Après le dépôt de gerbes monsieur Jean a pris la parole, ainsi que le représentant de la CGT et le président de la section Lucien Devige rappelant le combat de Pierre Semard et la longue lutte des cheminots pour la sauvegarde du service public de la SNCF

                          Un vin d'honneur offert par la section termina la cérémonie

 

Cérémonie du 8 mai

 

A 10h00 Jean-Pierre COLAS Président de la section ANCAC accompagné d’un seul seul porte drapeau de la FNCAC a déposé une gerbe SNCF Anciens Combattants pour respecter les consignes liées au confinement.

Clôture de la cérémonie par un moment de recueillement devant la plaque des Cheminots morts pour la France.

                                                                                                                                                             

                                                               Annette COLAS

Angoulème

Cérémonie du 8 mai

 

A 10h00 Jean-Pierre COLAS Président de la section ANCAC accompagné d’un seul seul porte drapeau de la FNCAC a déposé une gerbe SNCF Anciens Combattants pour respecter les consignes liées au confinement.

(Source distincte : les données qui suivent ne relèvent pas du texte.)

impl<P: Genotype> Engine<P> {
    /// Builds an engine and runs generation 0.
    ///
    /// Validates the configuration, binds the genotype's operators to the
    /// configured rates, then initializes and evaluates the first
    /// population — on success the engine is immediately queryable
    /// ([`fittest`](Self::fittest), [`statistics`](Self::statistics)).
    pub fn new<F>(
        genotype: P,
        fitness: F,
        config: EngineConfig<P::Genome>,
    ) -> Result<Self, ConfigError>
    where
        F: Fn(&P::Genome) -> <P::Genome as Genome>::Fitness + Send + Sync + 'static,
    {
        config.validate()?;
        let registry = OperatorRegistry::bind(genotype.operators(), &config.rates)?;
        let rng = match config.seed {
            Some(seed) => StdRng::seed_from_u64(seed),
            None => StdRng::seed_from_u64(rand::random()),
        };

        let mut engine = Self {
            genotype,
            population: Vec::new(),
            registry,
            selector: config.selector,
            fitness_fn: Box::new(fitness),
            termination: None,
            ordering: config.ordering,
            replacement: config.replacement,
            max_generations: config.max_generations,
            population_size: config.population_size,
            generation: 0,
            history: Vec::new(),
            parallel: config.parallel,
            rng,
        };
        engine.initialize_population();
        Ok(engine)
    }

    /// (Re)creates the population from scratch.
    ///
    /// Builds `population_size` fresh genomes via the genotype's
    /// `create` + `initialize`, resets the generation counter and the
    /// statistics history, and evaluates. Records the generation-0
    /// statistics entry.
    pub fn initialize_population(&mut self) {
        self.generation = 0;
        self.history.clear();
        self.population = (0..self.population_size)
            .map(|_| {
                let mut genome = self.genotype.create();
                self.genotype.initialize(&mut genome, &mut self.rng);
                genome
            })
            .collect();
        self.evaluate();
    }

    /// Evaluates the current population.
    ///
    /// This is the single place fitness is computed; it runs exactly once
    /// per generation, immediately after population replacement. Every
    /// genome's stored fitness is recomputed through the fitness
    /// function, the population is ranked in place per the ordering mode
    /// (ties in any relative order), and this generation's statistics
    /// entry is recorded.
    pub fn evaluate(&mut self) {
        self.compute_fitness();
        let stats = GenerationStats::measure(&self.population);
        self.rank_population();
        // History stays dense and indexed by generation; re-evaluating
        // the same generation overwrites its entry.
        if self.generation == self.history.len() {
            self.history.push(stats);
        } else {
            self.history[self.generation] = stats;
        }
    }

    fn compute_fitness(&mut self) {
        #[cfg(feature = "parallel")]
        if self.parallel {
            let fitness_fn = &self.fitness_fn;
            self.population.par_iter_mut().for_each(|genome| {
                let f = fitness_fn(genome);
                genome.set_fitness(f);
            });
            return;
        }
        #[cfg(not(feature = "parallel"))]
        if self.parallel {
            log::warn!("parallel evaluation requested without the `parallel` feature");
        }

        for genome in &mut self.population {
            let f = (self.fitness_fn)(genome);
            genome.set_fitness(f);
        }
    }

    fn rank_population(&mut self) {
        let ordering = self.ordering;
        self.population.sort_by(|a, b| {
            let cmp = a
                .fitness()
                .partial_cmp(&b.fitness())
                .unwrap_or(std::cmp::Ordering::Equal);
            match ordering {
                SortOrder::Ascending => cmp,
                SortOrder::Descending => cmp.reverse(),
            }
        });
    }

    /// Whether evolution should stop.
    ///
    /// True once the generation bound is reached, or when the optional
    /// termination predicate reports convergence.
    pub fn terminate(&self) -> bool {
        if self.generation >= self.max_generations {
            return true;
        }
        match &self.termination {
            Some(predicate) => predicate(&self.run_state()),
            None => false,
        }
    }

    /// Runs the evolutionary loop to completion.
    ///
    /// Synchronous; the only cancellation point is [`terminate`](Self::terminate),
    /// checked once per generation boundary.
    pub fn evolve(&mut self) {
        while !self.terminate() {
            let next = self.next_generation();
            self.population = next;
            self.advance_generation();
            self.evaluate();

            let stats = self.history[self.generation];
            debug!(
                "generation {}: avg {:.4}, min {:.4}, max {:.4}",
                self.generation, stats.avg, stats.min, stats.max
            );
        }
        info!(
            "evolution finished after {} generations, best fitness {:?}",
            self.generation,
            self.fittest().fitness()
        );
    }

    /// Builds the next generation's population.
    ///
    /// Repeats until `population_size` children have accumulated: gate
    /// crossover by its rate; when it fires, select two parents
    /// independently (the same individual may serve as both) and apply
    /// the crossover operator; otherwise a single selected individual
    /// passes through as the sole child. Each child is then independently
    /// gated for mutation. Whole batches are appended and the result is
    /// truncated to exactly `population_size`; under an elitist policy
    /// the top-`k` of the current population are appended verbatim on
    /// top.
    pub fn next_generation(&mut self) -> Vec<P::Genome> {
        let stats = *self
            .history
            .last()
            .expect("population is evaluated before breeding");
        let mut next: Vec<P::Genome> =
            Vec::with_capacity(self.population_size + self.replacement.preserved());

        while next.len() < self.population_size {
            let ctx = SelectionContext {
                population: &self.population,
                stats: &stats,
                generation: self.generation,
            };

            let children: Vec<P::Genome> = if self.registry.gate(CROSSOVER, &mut self.rng) {
                let mom = self.selector.select(&ctx, &mut self.rng);
                let dad = self.selector.select(&ctx, &mut self.rng);
                let brood = self.registry.apply(
                    CROSSOVER,
                    &[&self.population[mom], &self.population[dad]],
                    &mut self.rng,
                );
                if brood.is_empty() {
                    // No crossover implementation: pass one parent through.
                    vec![self.population[mom].clone()]
                } else {
                    brood
                }
            } else {
                let chosen = self.selector.select(&ctx, &mut self.rng);
                vec![self.population[chosen].clone()]
            };

            for child in children {
                if self.registry.gate(MUTATION, &mut self.rng) {
                    let mutated = self.registry.apply(MUTATION, &[&child], &mut self.rng);
                    if mutated.is_empty() {
                        next.push(child);
                    } else {
                        next.extend(mutated);
                    }
                } else {
                    next.push(child);
                }
            }
        }

        next.truncate(self.population_size);
        next.extend(self.replacement.carry_over(&self.population));
        next
    }

    /// Bernoulli trial against `name`'s configured rate.
    ///
    /// See [`OperatorRegistry::gate`].
    pub fn can_apply(&mut self, name: &str) -> bool {
        self.registry.gate(name, &mut self.rng)
    }

    /// Applies the operator registered under `name` to `parents`.
    ///
    /// Returns the operator's children; the empty batch when no
    /// implementation is registered under that name.
    pub fn apply(&mut self, name: &str, parents: &[&P::Genome]) -> Vec<P::Genome> {
        self.registry.apply(name, parents, &mut self.rng)
    }

    // ------------------------------------------------------------------
    // Accessors
    // ------------------------------------------------------------------

    /// The fittest individual under the active ordering (index 0 of the
    /// ranked population).
    pub fn fittest(&self) -> &P::Genome {
        &self.population[0]
    }

    /// The current population, ranked. Read-only.
    pub fn population(&self) -> &[P::Genome] {
        &self.population
    }

    /// Per-generation statistics, indexed by generation number.
    pub fn statistics(&self) -> &[GenerationStats] {
        &self.history
    }

    pub fn generation(&self) -> usize {
        self.generation
    }

    pub fn max_generations(&self) -> usize {
        self.max_generations
    }

    pub fn population_size(&self) -> usize {
        self.population_size
    }

    pub fn ordering(&self) -> SortOrder {
        self.ordering
    }

    pub fn replacement(&self) -> Replacement {
        self.replacement
    }

    /// The configured application rate for `name`, if any.
    pub fn rate(&self, name: &str) -> Option<f64> {
        self.registry.rate(name)
    }

    /// The read-only view handed to termination predicates.
    pub fn run_state(&self) -> RunState<'_, P::Genome> {
        RunState {
            generation: self.generation,
            max_generations: self.max_generations,
            population: &self.population,
            history: &self.history,
        }
    }

    // ------------------------------------------------------------------
    // Tolerant setters
    //
    // Invalid values are ignored and the prior value kept; nothing is
    // surfaced. See DESIGN.md for the policy decision.
    // ------------------------------------------------------------------

    /// Advances the generation counter by one.
    ///
    /// The counter is monotonic; there is no inverse operation. Callers
    /// stepping the loop manually advance after replacing the population
    /// and before re-evaluating.
    pub fn advance_generation(&mut self) {
        self.generation += 1;
    }

    /// Sets the generation bound. Zero is ignored.
    pub fn set_max_generations(&mut self, n: usize) {
        if n > 0 {
            self.max_generations = n;
        }
    }

    /// Sets the population size used for subsequent generations. Zero is
    /// ignored.
    pub fn set_population_size(&mut self, n: usize) {
        if n > 0 {
            self.population_size = n;
        }
    }

    /// Sets the ranking direction from `asc`/`desc` (case-insensitive,
    /// long forms accepted). Anything else is ignored. Takes effect at
    /// the next evaluation.
    pub fn set_ordering(&mut self, ordering: &str) {
        if let Ok(order) = ordering.parse() {
            self.ordering = order;
        }
    }

    /// Replaces the population wholesale. An empty population is ignored.
    ///
    /// The replacement is not evaluated until the next generation
    /// boundary; statistics and ranking still describe the previous
    /// population until then.
    pub fn set_population(&mut self, population: Vec<P::Genome>) {
        if !population.is_empty() {
            self.population = population;
        }
    }

    /// Replaces the fitness function.
    pub fn set_fitness<F>(&mut self, fitness: F)
    where
        F: Fn(&P::Genome) -> <P::Genome as Genome>::Fitness + Send + Sync + 'static,
    {
        self.fitness_fn = Box::new(fitness);
    }

    /// Installs a termination predicate.
    pub fn set_termination<F>(&mut self, predicate: F)
    where
        F: Fn(&RunState<'_, P::Genome>) -> bool + Send + Sync + 'static,
    {
        self.termination = Some(Arc::new(predicate));
    }

    /// Removes the termination predicate; only the generation bound
    /// remains.
    pub fn clear_termination(&mut self) {
        self.termination = None;
    }

    /// Replaces the selection strategy.
    pub fn set_selector(&mut self, selector: Selector<P::Genome>) {
        self.selector = selector;
    }

    /// Replaces the generation-transition policy.
    pub fn set_replacement(&mut self, replacement: Replacement) {
        self.replacement = replacement;
    }
}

Clôture de la cérémonie par un moment de recueillement devant la plaque des Cheminots morts pour la France.

                                                                                                                                                             

                                                               Annette COLAS

 

Toulon

 

C’est à l’initiative de la gare SNCF de Toulon, que s’est tenue ce 8 Mai 2020 à 9h30, la cérémonie souvenir à la stèle, en hommage à toutes les combattantes et tous les combattants, sans oublier les nombreux cheminots morts au champ d’honneur, pour la liberté, la Paix.

Placée sous la houlette de M. Yannick DHONDT, responsable de la Direction Territoire des gares grand sud, et en présence de Louis DUTTO, président régional de l’ANCAC, de M. Rossi, responsable des TER, secteur de Toulon et de M. Rémond, responsable Gares et Connexions,  qu’il a été déposé une gerbe au pied de la stèle, où sont gravés, les noms des cheminots de Toulon morts pour la France.

C’est en toute simplicité, qu’il fut respecté une minute de silence, en l’absence des autorités civiles et militaires, les portes drapeaux et associations patriotiques et de nombreux cheminots, en application des consignes de confinement dues au COVID 19.

                                                                                                                             Louis DUTTO.